Last week I thought (rather foolishly) that when this title popped up on the Netflix recommended movies list it would be a good one to try. It fit all of what I was looking for; it was a black comedy, Canadian, a caper movie, and it had Donald Sutherland, Marlon Brando, and Charlie Sheen in it. After all, how could a film with the following qualities ever turn out to be less than memorable?
I think I set my expectations too high.
But really, who wouldn’t think this was a good idea?
I’m convinced now that this movie killed Marlon Brando. He must be close to 300 pounds, and his character, “The Swede” an enigmatic prison warden, is bland and uninteresting, bordering on clichéd. He may not have died for another six years, but this certainly started the process. Sutherland plays almost no role in the film to deserve his placement on the front cover, and an out-of-shape Charlie Sheen looks as though he’d rather be anywhere else other than on the set filming. For all his career problems on this one, I’d have to say I agree with him.

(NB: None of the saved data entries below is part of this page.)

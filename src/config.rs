//! Orchestrator configuration.
//!
//! Loaded from YAML files and `SAGA__`-prefixed environment variables.

use std::time::Duration;

use backon::ConstantBuilder;
use serde::{Deserialize, Serialize};

use crate::error::SagaError;

/// Default configuration file name (without extension).
pub const DEFAULT_CONFIG_FILE: &str = "saga";
/// Environment variable naming an additional configuration file.
pub const CONFIG_ENV_VAR: &str = "SAGA_CONFIG";
/// Prefix for configuration environment variables.
pub const CONFIG_ENV_PREFIX: &str = "SAGA";
/// Process definition started for each payment saga.
pub const DEFAULT_WORKFLOW_KEY: &str = "PaymentSaga";

/// Delay between workflow signal attempts.
pub const DEFAULT_SIGNAL_DELAY_MS: u64 = 25;

#[derive(Debug, Clone, PartialEq, Serialize, Deserialize)]
#[serde(default)]
pub struct SagaConfig {
    /// Key of the process definition started per saga.
    pub workflow_definition_key: String,
    /// Retry policy for resume/fail signals.
    pub signal_retry: RetryConfig,
    /// Accounts whose credit card is treated as expired at saga start.
    pub expired_card_accounts: Vec<String>,
}

impl Default for SagaConfig {
    fn default() -> Self {
        Self {
            workflow_definition_key: DEFAULT_WORKFLOW_KEY.to_string(),
            signal_retry: RetryConfig::default(),
            expired_card_accounts: Vec::new(),
        }
    }
}

impl SagaConfig {
    /// Load configuration from file and environment.
    ///
    /// Sources, later overriding earlier:
    /// 1. `saga.yaml` in the current directory (if present)
    /// 2. The file at `path` (if given)
    /// 3. The file named by `SAGA_CONFIG` (if set)
    /// 4. `SAGA__*` environment variables, e.g. `SAGA__SIGNAL_RETRY__DELAY_MS=50`
    pub fn load(path: Option<&str>) -> Result<Self, SagaError> {
        use ::config::{Config, Environment, File, FileFormat};

        let mut builder = Config::builder()
            .add_source(File::new(DEFAULT_CONFIG_FILE, FileFormat::Yaml).required(false));

        if let Some(path) = path {
            builder = builder.add_source(File::new(path, FileFormat::Yaml).required(true));
        }

        if let Ok(path) = std::env::var(CONFIG_ENV_VAR) {
            builder = builder.add_source(File::new(&path, FileFormat::Yaml).required(true));
        }

        let config = builder
            .add_source(
                Environment::with_prefix(CONFIG_ENV_PREFIX)
                    .prefix_separator("__")
                    .separator("__")
                    .try_parsing(true),
            )
            .build()?;

        Ok(config.try_deserialize()?)
    }

    /// Configuration for tests: 1 ms signal delay, otherwise defaults.
    pub fn for_test() -> Self {
        Self {
            signal_retry: RetryConfig {
                delay_ms: 1,
                max_attempts: None,
            },
            ..Self::default()
        }
    }
}

/// Fixed-delay retry for workflow signals.
///
/// `max_attempts: None` retries forever.
#[derive(Debug, Clone, PartialEq, Eq, Serialize, Deserialize)]
#[serde(default)]
pub struct RetryConfig {
    pub delay_ms: u64,
    pub max_attempts: Option<usize>,
}

impl Default for RetryConfig {
    fn default() -> Self {
        Self {
            delay_ms: DEFAULT_SIGNAL_DELAY_MS,
            max_attempts: None,
        }
    }
}

impl RetryConfig {
    pub fn delay(&self) -> Duration {
        Duration::from_millis(self.delay_ms)
    }

    /// Backoff between attempts. `max_attempts` counts the first call.
    pub fn backoff(&self) -> ConstantBuilder {
        let retries = match self.max_attempts {
            Some(attempts) => attempts.saturating_sub(1),
            None => usize::MAX,
        };
        ConstantBuilder::default()
            .with_delay(self.delay())
            .with_max_times(retries)
    }
}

The plot has all the elements of the beginning of a poor modern comedy. The Swede’s twin daughters fake pregnancy (No wait, one of them does… right?) In order to rope Charlie Sheen’s character, Bud, and Larry, played by Thomas Haden Church, into a shotgun wedding. Here’s where things get confusing. Firstly; The Swede is a psychopath who shoots prison escapees to the indifference of The Judge (Donald Sutherland.) This puts him under the watchful eye of an FBI detective (Mia Sorvinho) who is related to Sutherland’s character.
Meanwhile, Bud and Larry have become close friends, but both are struggling with their marriages. They are poor and without decent work, and finally the girls decide to move back in with The Swede (Although they take their husbands with them, leading to a typical house conflict.) By a twist of plot fate, one of Larry’s bar clients happens to run “The Money Train,” or a train that carries experienced currency to its final destination where it was to be disposed of. Having grown tired of life with The Swede (And 40 minutes of the movie where almost nothing happens) Bud and Larry agree to rob the train. What follows is amusing hijinks and unfortunate circumstances.
But here’s the problem. Not only does the film not know what it wants to be (too many confused interpersonal relationships for a comedy,) but its execution is poor. You’ll feel as though you’ve seen all the jokes before, and most of the character’s actions fit into a stereotype in one way or another. The twin girls are flat out annoying, and there is nothing worthy of holding your extended attention. Watching this was a task, and entertainment should never feel like a task. My advice would be to skip it, forget it, in fact, remove it from your Netflix list completely. This one is not worth your time.